• **Your task**:
Return the data that follows, keeping every word and mark unchanged.

Material for this exercise section start

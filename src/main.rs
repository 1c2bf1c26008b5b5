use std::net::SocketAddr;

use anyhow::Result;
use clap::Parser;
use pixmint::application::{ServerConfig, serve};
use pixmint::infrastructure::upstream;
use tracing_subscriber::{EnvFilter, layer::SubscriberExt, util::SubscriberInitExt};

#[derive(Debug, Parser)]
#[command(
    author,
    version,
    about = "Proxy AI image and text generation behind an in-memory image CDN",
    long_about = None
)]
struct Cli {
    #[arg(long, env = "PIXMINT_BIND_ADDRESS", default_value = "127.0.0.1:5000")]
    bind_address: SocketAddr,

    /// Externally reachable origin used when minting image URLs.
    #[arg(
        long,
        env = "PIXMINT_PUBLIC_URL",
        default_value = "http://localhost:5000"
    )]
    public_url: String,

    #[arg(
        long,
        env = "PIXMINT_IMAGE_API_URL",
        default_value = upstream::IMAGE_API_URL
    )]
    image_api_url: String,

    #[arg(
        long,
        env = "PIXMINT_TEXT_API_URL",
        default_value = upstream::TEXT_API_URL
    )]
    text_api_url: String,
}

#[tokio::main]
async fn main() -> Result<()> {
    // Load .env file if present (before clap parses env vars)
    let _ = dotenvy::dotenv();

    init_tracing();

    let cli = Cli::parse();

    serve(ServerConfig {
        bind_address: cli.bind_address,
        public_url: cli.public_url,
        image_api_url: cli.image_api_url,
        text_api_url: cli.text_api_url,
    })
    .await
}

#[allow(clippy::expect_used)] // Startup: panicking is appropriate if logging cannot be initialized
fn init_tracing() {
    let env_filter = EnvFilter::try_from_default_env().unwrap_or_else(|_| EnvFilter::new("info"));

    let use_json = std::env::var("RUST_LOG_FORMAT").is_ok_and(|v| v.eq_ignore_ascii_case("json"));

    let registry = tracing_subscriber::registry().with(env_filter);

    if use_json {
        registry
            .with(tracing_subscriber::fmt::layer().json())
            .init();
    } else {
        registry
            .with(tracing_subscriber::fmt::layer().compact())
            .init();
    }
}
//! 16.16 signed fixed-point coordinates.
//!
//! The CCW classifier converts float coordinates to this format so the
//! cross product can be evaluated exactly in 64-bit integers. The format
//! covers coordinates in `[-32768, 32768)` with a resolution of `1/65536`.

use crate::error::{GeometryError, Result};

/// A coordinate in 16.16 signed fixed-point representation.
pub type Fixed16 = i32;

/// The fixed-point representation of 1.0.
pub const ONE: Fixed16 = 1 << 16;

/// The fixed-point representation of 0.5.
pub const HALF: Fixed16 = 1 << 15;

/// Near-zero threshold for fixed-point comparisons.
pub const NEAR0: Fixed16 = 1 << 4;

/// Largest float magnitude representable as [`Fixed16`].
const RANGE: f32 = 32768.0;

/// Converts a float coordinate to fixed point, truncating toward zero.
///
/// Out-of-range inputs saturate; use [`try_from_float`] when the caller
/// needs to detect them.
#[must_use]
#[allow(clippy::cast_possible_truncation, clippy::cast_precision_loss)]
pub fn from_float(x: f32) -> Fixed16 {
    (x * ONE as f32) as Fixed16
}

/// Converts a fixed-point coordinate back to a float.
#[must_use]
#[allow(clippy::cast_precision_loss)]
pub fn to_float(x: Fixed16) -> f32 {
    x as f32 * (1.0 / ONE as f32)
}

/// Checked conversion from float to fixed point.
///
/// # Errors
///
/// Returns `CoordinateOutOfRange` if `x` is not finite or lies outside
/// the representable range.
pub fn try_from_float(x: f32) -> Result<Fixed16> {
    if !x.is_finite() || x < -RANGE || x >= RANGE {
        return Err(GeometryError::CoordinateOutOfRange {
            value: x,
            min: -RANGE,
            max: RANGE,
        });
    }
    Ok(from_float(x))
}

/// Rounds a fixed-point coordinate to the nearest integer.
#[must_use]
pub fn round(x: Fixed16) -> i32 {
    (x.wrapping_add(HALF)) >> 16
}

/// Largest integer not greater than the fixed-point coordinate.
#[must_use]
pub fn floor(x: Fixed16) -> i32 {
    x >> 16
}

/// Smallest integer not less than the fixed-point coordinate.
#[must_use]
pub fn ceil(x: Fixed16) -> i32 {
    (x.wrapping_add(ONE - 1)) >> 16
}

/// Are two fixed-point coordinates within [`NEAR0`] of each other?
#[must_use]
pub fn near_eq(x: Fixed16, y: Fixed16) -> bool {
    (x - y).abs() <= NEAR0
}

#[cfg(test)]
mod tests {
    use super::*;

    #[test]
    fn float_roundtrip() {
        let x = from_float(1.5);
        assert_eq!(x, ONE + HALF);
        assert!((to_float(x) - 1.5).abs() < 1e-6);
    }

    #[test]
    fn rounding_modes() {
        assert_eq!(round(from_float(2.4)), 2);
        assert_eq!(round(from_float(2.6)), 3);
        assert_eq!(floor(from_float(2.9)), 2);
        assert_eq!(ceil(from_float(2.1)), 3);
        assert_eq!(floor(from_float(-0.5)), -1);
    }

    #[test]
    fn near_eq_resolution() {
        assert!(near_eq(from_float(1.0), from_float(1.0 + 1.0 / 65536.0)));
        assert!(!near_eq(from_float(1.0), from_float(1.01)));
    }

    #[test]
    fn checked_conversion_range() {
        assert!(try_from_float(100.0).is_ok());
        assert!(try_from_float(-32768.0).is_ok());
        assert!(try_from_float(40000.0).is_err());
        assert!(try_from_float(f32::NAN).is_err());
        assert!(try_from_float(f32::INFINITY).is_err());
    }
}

Material for this exercise section end

• **Answer**:
filename src/main.rs
repository 1c2bf1c26008b5b5
use std::net::SocketAddr;

use anyhow::Result;
use clap::Parser;
use pixmint::application::{ServerConfig, serve};
use pixmint::infrastructure::upstream;
use tracing_subscriber::{EnvFilter, layer::SubscriberExt, util::SubscriberInitExt};

#[derive(Debug, Parser)]
#[command(
    author,
    version,
    about = "Proxy AI image and text generation behind an in-memory image CDN",
    long_about = None
)]
struct Cli {
    #[arg(long, env = "PIXMINT_BIND_ADDRESS", default_value = "127.0.0.1:5000")]
    bind_address: SocketAddr,

    /// Externally reachable origin used when minting image URLs.
    #[arg(
        long,
        env = "PIXMINT_PUBLIC_URL",
        default_value = "http://localhost:5000"
    )]
    public_url: String,

    #[arg(
        long,
        env = "PIXMINT_IMAGE_API_URL",
        default_value = upstream::IMAGE_API_URL
    )]
    image_api_url: String,

    #[arg(
        long,
        env = "PIXMINT_TEXT_API_URL",
        default_value = upstream::TEXT_API_URL
    )]
    text_api_url: String,
}

#[tokio::main]
async fn main() -> Result<()> {
    // Load .env file if present (before clap parses env vars)
    let _ = dotenvy::dotenv();

    init_tracing();

    let cli = Cli::parse();

    serve(ServerConfig {
        bind_address: cli.bind_address,
        public_url: cli.public_url,
        image_api_url: cli.image_api_url,
        text_api_url: cli.text_api_url,
    })
    .await
}

#[allow(clippy::expect_used)] // Startup: panicking is appropriate if logging cannot be initialized
fn init_tracing() {
    let env_filter = EnvFilter::try_from_default_env().unwrap_or_else(|_| EnvFilter::new("info"));

    let use_json = std::env::var("RUST_LOG_FORMAT").is_ok_and(|v| v.eq_ignore_ascii_case("json"));

    let registry = tracing_subscriber::registry().with(env_filter);

    if use_json {
        registry
            .with(tracing_subscriber::fmt::layer().json())
            .init();
    } else {
        registry
            .with(tracing_subscriber::fmt::layer().compact())
            .init();
    }
}
//! 16.16 signed fixed-point coordinates.
//!
//! The CCW classifier converts float coordinates to this format so the
//! cross product can be evaluated exactly in 64-bit integers. The format
//! covers coordinates in `[-32768, 32768)` with a resolution of `1/65536`.

use crate::error::{GeometryError, Result};

/// A coordinate in 16.16 signed fixed-point representation.
pub type Fixed16 = i32;

/// The fixed-point representation of 1.0.
pub const ONE: Fixed16 = 1 << 16;

/// The fixed-point representation of 0.5.
pub const HALF: Fixed16 = 1 << 15;

/// Near-zero threshold for fixed-point comparisons.
pub const NEAR0: Fixed16 = 1 << 4;

/// Largest float magnitude representable as [`Fixed16`].
const RANGE: f32 = 32768.0;

/// Converts a float coordinate to fixed point, truncating toward zero.
///
/// Out-of-range inputs saturate; use [`try_from_float`] when the caller
/// needs to detect them.
#[must_use]
#[allow(clippy::cast_possible_truncation, clippy::cast_precision_loss)]
pub fn from_float(x: f32) -> Fixed16 {
    (x * ONE as f32) as Fixed16
}

/// Converts a fixed-point coordinate back to a float.
#[must_use]
#[allow(clippy::cast_precision_loss)]
pub fn to_float(x: Fixed16) -> f32 {
    x as f32 * (1.0 / ONE as f32)
}

/// Checked conversion from float to fixed point.
///
/// # Errors
///
/// Returns `CoordinateOutOfRange` if `x` is not finite or lies outside
/// the representable range.
pub fn try_from_float(x: f32) -> Result<Fixed16> {
    if !x.is_finite() || x < -RANGE || x >= RANGE {
        return Err(GeometryError::CoordinateOutOfRange {
            value: x,
            min: -RANGE,
            max: RANGE,
        });
    }
    Ok(from_float(x))
}

/// Rounds a fixed-point coordinate to the nearest integer.
#[must_use]
pub fn round(x: Fixed16) -> i32 {
    (x.wrapping_add(HALF)) >> 16
}

/// Largest integer not greater than the fixed-point coordinate.
#[must_use]
pub fn floor(x: Fixed16) -> i32 {
    x >> 16
}

/// Smallest integer not less than the fixed-point coordinate.
#[must_use]
pub fn ceil(x: Fixed16) -> i32 {
    (x.wrapping_add(ONE - 1)) >> 16
}

/// Are two fixed-point coordinates within [`NEAR0`] of each other?
#[must_use]
pub fn near_eq(x: Fixed16, y: Fixed16) -> bool {
    (x - y).abs() <= NEAR0
}

#[cfg(test)]
mod tests {
    use super::*;

    #[test]
    fn float_roundtrip() {
        let x = from_float(1.5);
        assert_eq!(x, ONE + HALF);
        assert!((to_float(x) - 1.5).abs() < 1e-6);
    }

    #[test]
    fn rounding_modes() {
        assert_eq!(round(from_float(2.4)), 2);
        assert_eq!(round(from_float(2.6)), 3);
        assert_eq!(floor(from_float(2.9)), 2);
        assert_eq!(ceil(from_float(2.1)), 3);
        assert_eq!(floor(from_float(-0.5)), -1);
    }

    #[test]
    fn near_eq_resolution() {
        assert!(near_eq(from_float(1.0), from_float(1.0 + 1.0 / 65536.0)));
        assert!(!near_eq(from_float(1.0), from_float(1.01)));
    }

    #[test]
    fn checked_conversion_range() {
        assert!(try_from_float(100.0).is_ok());
        assert!(try_from_float(-32768.0).is_ok());
        assert!(try_from_float(40000.0).is_err());
        assert!(try_from_float(f32::NAN).is_err());
        assert!(try_from_float(f32::INFINITY).is_err());
    }
}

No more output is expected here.